Fluorapatite (FA) crystal has been previously shown to be able to stimulate the differentiation of human adipose derived stem cells (ADSCs).  Objectives: To study the effect of ordered FA crystal on the growth of endothelial cells and on the mineralization of co-culture of endothelial cells and ADSCs.  Methods: Human microvascular endothelial cells (HMVECs) were subcultured in EGM-2-MV medium on the FA surfaces and etched stainless steel (SSE) surfaces for 1-28 days. The initial cell adhesion and cell growth up to 14 days were examined. The specimens were also observed under SEM and analyzed by flow cytometry. The releasing of fibroblast growth factor-2 (FGF-2) from the cells grown on the experimental surfaces was detected by enzyme-linked immunosorbent assay (ELISA). The HMVECs were then co-cultured with ADSCs and stained with Alizarin red after 28 days.  Results: There was no significant difference of cells initially attached to and grown on the two surfaces after 1, 7 and 14 days. Consistently, the cell cycle analysis at day 3 showed similar level of the proliferation indexes (PrI, S+G₂M) of cells on the two surfaces. SEM showed that the HMVECs cells spread well and flattened with more extensions on FA surfaces. A significant higher amount of FGF-2 was detected in cells grown on FA surfaces after 1 and 7 days.

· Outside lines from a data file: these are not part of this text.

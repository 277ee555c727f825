//! # 帧调度模块
//!
//! 把完整的比特流切分为按帧对齐的块，在有界的工作线程池中并发编码，
//! 并为每一帧分配确定的、可按字典序排序的输出路径。
//!
//! 线程通过原子游标领取帧序号，因此执行顺序不确定，但序号与比特范围的对应关系是确定的。
//! 所有线程在 `std::thread::scope` 结束时汇合，之后才返回结果。

use crate::assembler::FileAssembler;
use crate::bits::{self, BitBuf};
use crate::codec::{self, DecodeMode};
use crate::config::{FrameConfig, FrameFormat};
use crate::constants::FRAME_PREFIX;
use crate::error::{ReelError, Result};
use image::RgbImage;
use log::{debug, trace, warn};
use std::fs;
use std::io::ErrorKind;
use std::ops::Range;
use std::path::{Path, PathBuf};
use std::sync::atomic::{AtomicBool, AtomicUsize, Ordering};
use std::sync::{Arc, OnceLock};
use std::thread;

/// 帧画布的写出目标。
///
/// 每次调用只会写一个独立的路径，实现必须允许多个线程同时调用。
pub trait FrameSink: Sync {
    fn write(&self, index: usize, path: &Path, canvas: &RgbImage) -> Result<()>;
}

/// 使用 `image` 按指定格式把画布保存为文件。
#[derive(Debug, Clone, Copy, Default)]
pub struct FileSink {
    pub format: FrameFormat,
}

impl FileSink {
    pub fn new(format: FrameFormat) -> Self {
        Self { format }
    }
}

impl FrameSink for FileSink {
    fn write(&self, _index: usize, path: &Path, canvas: &RgbImage) -> Result<()> {
        canvas
            .save_with_format(path, self.format.image_format())
            .map_err(|e| ReelError::image(path, e))
    }
}

/// 帧序号的补零宽度，等于总帧数的十进制位数。
pub fn frame_digits(frame_count: usize) -> usize {
    frame_count.max(1).to_string().len()
}

/// 第 `index` 帧的文件名，例如共 120 帧时第 7 帧为 `out_007.png`。
pub fn frame_file_name(index: usize, frame_count: usize, ext: &str) -> String {
    let width = frame_digits(frame_count);
    format!("{FRAME_PREFIX}{index:0width$}.{ext}")
}

pub fn frame_path(dir: &Path, index: usize, frame_count: usize, ext: &str) -> PathBuf {
    dir.join(frame_file_name(index, frame_count, ext))
}

/// 判断文件名是否形如帧文件 `out_<数字>.<扩展名>`。
pub fn is_frame_file_name(name: &str) -> bool {
    name.strip_prefix(FRAME_PREFIX)
        .and_then(|rest| rest.split_once('.'))
        .is_some_and(|(digits, _)| !digits.is_empty() && digits.bytes().all(|b| b.is_ascii_digit()))
}

/// 一帧的工作描述：序号、在全局比特流中的范围以及输出路径。
#[derive(Debug, Clone, PartialEq, Eq)]
pub struct FramePlan {
    pub index: usize,
    pub bits: Range<usize>,
    pub path: PathBuf,
}

/// 计算覆盖 `total_bits` 个比特所需的全部帧。
pub fn plan_frames(total_bits: usize, config: &FrameConfig, dir: &Path) -> Vec<FramePlan> {
    let capacity = config.capacity();
    let frame_count = config.frame_count(total_bits);
    let ext = config.format.extension();

    (0..frame_count)
        .map(|index| FramePlan {
            index,
            bits: index * capacity..((index + 1) * capacity).min(total_bits),
            path: frame_path(dir, index, frame_count, ext),
        })
        .collect()
}

/// 删除路径列表中已经存在的文件，不存在的文件直接跳过。
pub fn remove_files<'a>(paths: impl IntoIterator<Item = &'a Path>) -> Result<()> {
    for path in paths {
        match fs::remove_file(path) {
            Ok(()) => trace!("removed {}", path.display()),
            Err(e) if e.kind() == ErrorKind::NotFound => {}
            Err(e) => return Err(ReelError::io(path, e)),
        }
    }
    Ok(())
}

/// 有界线程池形式的帧调度器。
#[derive(Debug)]
pub struct FrameScheduler {
    config: FrameConfig,
    cancel: Arc<AtomicBool>,
    completed: AtomicUsize,
}

impl FrameScheduler {
    pub fn new(config: FrameConfig) -> Self {
        Self {
            config,
            cancel: Arc::new(AtomicBool::new(false)),
            completed: AtomicUsize::new(0),
        }
    }

    /// 使用外部的取消标记。标记被置位后，线程不再领取新的帧。
    pub fn with_cancel(mut self, cancel: Arc<AtomicBool>) -> Self {
        self.cancel = cancel;
        self
    }

    /// 已完成的帧数，可在其他线程中读取以显示进度。
    pub fn completed(&self) -> usize {
        self.completed.load(Ordering::Relaxed)
    }

    fn is_cancelled(&self) -> bool {
        self.cancel.load(Ordering::Relaxed)
    }

    /// 在线程池中执行 `jobs` 个任务，返回按序号排序的结果。
    ///
    /// 第一个失败的任务会让其余线程停止领取新任务，并在所有线程汇合后作为结果返回。
    fn run_pool<T, F>(&self, jobs: usize, job: F) -> Result<Vec<(usize, T)>>
    where
        T: Send,
        F: Fn(usize) -> Result<T> + Sync,
    {
        let workers = self.config.worker_count(jobs);
        let cursor = AtomicUsize::new(0);
        let abort = AtomicBool::new(false);
        let first_error = OnceLock::new();

        debug!("running {jobs} frame jobs on {workers} workers");

        let (cursor, abort, failure, job) = (&cursor, &abort, &first_error, &job);

        let joined = thread::scope(|s| {
            let mut handles = Vec::with_capacity(workers);
            for _ in 0..workers {
                handles.push(s.spawn(move || {
                    let mut done = Vec::new();
                    while !abort.load(Ordering::Relaxed) {
                        if self.is_cancelled() {
                            abort.store(true, Ordering::Relaxed);
                            let _ = failure.set(ReelError::Cancelled);
                            break;
                        }
                        let index = cursor.fetch_add(1, Ordering::Relaxed);
                        if index >= jobs {
                            break;
                        }
                        match job(index) {
                            Ok(value) => {
                                done.push((index, value));
                                self.completed.fetch_add(1, Ordering::Relaxed);
                            }
                            Err(e) => {
                                warn!("frame {index} failed: {e}");
                                abort.store(true, Ordering::Relaxed);
                                let _ = failure.set(e);
                            }
                        }
                    }
                    done
                }));
            }

            handles.into_iter().map(|h| h.join()).collect::<Vec<_>>()
        });

        if let Some(e) = first_error.into_inner() {
            return Err(e);
        }

        let mut results = Vec::with_capacity(jobs);
        for outcome in joined {
            results.extend(outcome.map_err(|_| ReelError::WorkerPanicked)?);
        }
        results.sort_unstable_by_key(|(index, _)| *index);
        Ok(results)
    }

    /// 把比特流编码为 `dir` 下的一组帧文件，返回按序号排列的路径。
    ///
    /// 每个任务持有自己那一段比特的副本。任何一帧失败都会中止整个操作，
    /// 并删除本次已经写出的所有帧文件。
    pub fn encode(&self, bits: &BitBuf, dir: &Path, sink: &dyn FrameSink) -> Result<Vec<PathBuf>> {
        let plans = plan_frames(bits.len(), &self.config, dir);
        debug!(
            "{} bits -> {} frames of {} bits",
            bits.len(),
            plans.len(),
            self.config.capacity()
        );

        let outcome = self.run_pool(plans.len(), |index| {
            let plan = &plans[index];
            let chunk = bits.slice(plan.bits.clone());
            let canvas = codec::encode_frame(&chunk, &self.config)?;
            sink.write(plan.index, &plan.path, &canvas)?;
            trace!("frame {} written to {}", plan.index, plan.path.display());
            Ok(())
        });

        match outcome {
            Ok(_) => Ok(plans.into_iter().map(|plan| plan.path).collect()),
            Err(e) => {
                if let Err(cleanup) = remove_files(plans.iter().map(|plan| plan.path.as_path())) {
                    warn!("failed to remove partial frame set: {cleanup}");
                }
                Err(e)
            }
        }
    }

    /// 并发解码一组按序号排列的帧文件，结果交给 `FileAssembler` 按序拼接。
    ///
    /// 每个帧文件独立还原为字节块；帧容量按字节对齐，所以块之间不会拆分字节。
    pub fn decode(&self, paths: &[PathBuf], mode: DecodeMode) -> Result<FileAssembler> {
        let chunks = self.run_pool(paths.len(), |index| {
            let path = &paths[index];
            if !path.exists() {
                return Err(ReelError::MissingFrame { index });
            }
            let canvas = image::open(path)
                .map_err(|e| ReelError::image(path, e))?
                .to_rgb8();
            let bits = codec::decode_frame(&canvas, &self.config, mode)?;
            trace!("frame {index} decoded to {} bits", bits.len());
            Ok(bits::unpack(&bits))
        })?;

        let mut assembler = FileAssembler::new(paths.len());
        for (index, chunk) in chunks {
            assembler.insert(index, chunk)?;
        }
        Ok(assembler)
    }
}

#[cfg(test)]
mod tests {
    use super::*;

    #[test]
    fn digits_follow_frame_count() {
        assert_eq!(frame_digits(0), 1);
        assert_eq!(frame_digits(9), 1);
        assert_eq!(frame_digits(10), 2);
        assert_eq!(frame_digits(120), 3);
    }

    #[test]
    fn file_names_sort_numerically() {
        let mut names: Vec<_> = (0..120).map(|i| frame_file_name(i, 120, "png")).collect();
        assert_eq!(names[7], "out_007.png");
        let numeric = names.clone();
        names.sort();
        assert_eq!(names, numeric);
    }

    #[test]
    fn recognises_frame_file_names() {
        assert!(is_frame_file_name("out_0.png"));
        assert!(is_frame_file_name("out_0042.bmp"));
        assert!(!is_frame_file_name("out_.png"));
        assert!(!is_frame_file_name("out_a1.png"));
        assert!(!is_frame_file_name("manifest.json"));
    }

    #[test]
    fn plan_covers_stream_in_order() {
        let config = FrameConfig::new(16, 8).unwrap();
        let plans = plan_frames(80, &config, Path::new("frames"));
        let ranges: Vec<_> = plans.iter().map(|p| p.bits.clone()).collect();
        assert_eq!(ranges, vec![0..32, 32..64, 64..80]);
        assert_eq!(plans[2].path, Path::new("frames").join("out_2.png"));
    }

    #[test]
    fn pool_results_are_sorted_by_index() {
        let config = FrameConfig::new(16, 8)
            .unwrap()
            .with_threads(std::num::NonZeroUsize::new(3));
        let scheduler = FrameScheduler::new(config);
        let results = scheduler.run_pool(10, |index| Ok(index * 2)).unwrap();
        let expected: Vec<_> = (0..10).map(|i| (i, i * 2)).collect();
        assert_eq!(results, expected);
        assert_eq!(scheduler.completed(), 10);
    }

    #[test]
    fn pool_propagates_first_failure() {
        let scheduler = FrameScheduler::new(FrameConfig::new(16, 8).unwrap());
        let result = scheduler.run_pool(5, |index| {
            if index == 3 {
                Err(ReelError::MissingFrame { index })
            } else {
                Ok(())
            }
        });
        assert!(matches!(result, Err(ReelError::MissingFrame { index: 3 })));
    }

    #[test]
    fn cancelled_pool_runs_nothing() {
        let cancel = Arc::new(AtomicBool::new(true));
        let scheduler = FrameScheduler::new(FrameConfig::new(16, 8).unwrap()).with_cancel(cancel);
        let result = scheduler.run_pool(5, |_| Ok(()));
        assert!(matches!(result, Err(ReelError::Cancelled)));
        assert_eq!(scheduler.completed(), 0);
    }
}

Interestingly, the mineral nodule formation was observed in the co-cultures grown on the two surfaces even without the osteogenesis induction (OI), with much stronger Alizarin red staining on the FA surfaces than that on SSE surfaces.  Conclusions: FA surfaces showed good biocompatibility and supported the growth of endothelial cells. The secretion of soluble growth factors like FGF-2 from the endothelial cells and their intimate interaction with ADSCs may play important roles in stimulating the mineralization of the co-cultures grown on the FA surfaces.